§ Task statement
Emit only the lines from the line containing "The client is" through the last line of the entries, unchanged.

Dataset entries
□ □ □ □ □

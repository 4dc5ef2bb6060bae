//! LLM integration (OpenAI-compatible chat completions)
//!
//! The extractor issues exactly one chat request per categorization
//! attempt, with the response pinned to JSON-object format. The client is
//! deliberately small: no streaming, no tool calls, just a single
//! completion in and a single completion out.

mod client;
mod types;

pub use client::{LlmClient, LlmClientBuilder};
pub use types::{
    ChatRequest, ChatResponse, Choice, FinishReason, LlmResponse, Message, MessageRole,
    ResponseFormat, Usage,
};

□ □ □ □ □

§ Result of the exercise
//! attempt, with the response pinned to JSON-object format. The client is
//! deliberately small: no streaming, no tool calls, just a single
//! completion in and a single completion out.

mod client;
mod types;

pub use client::{LlmClient, LlmClientBuilder};
pub use types::{
    ChatRequest, ChatResponse, Choice, FinishReason, LlmResponse, Message, MessageRole,
    ResponseFormat, Usage,
};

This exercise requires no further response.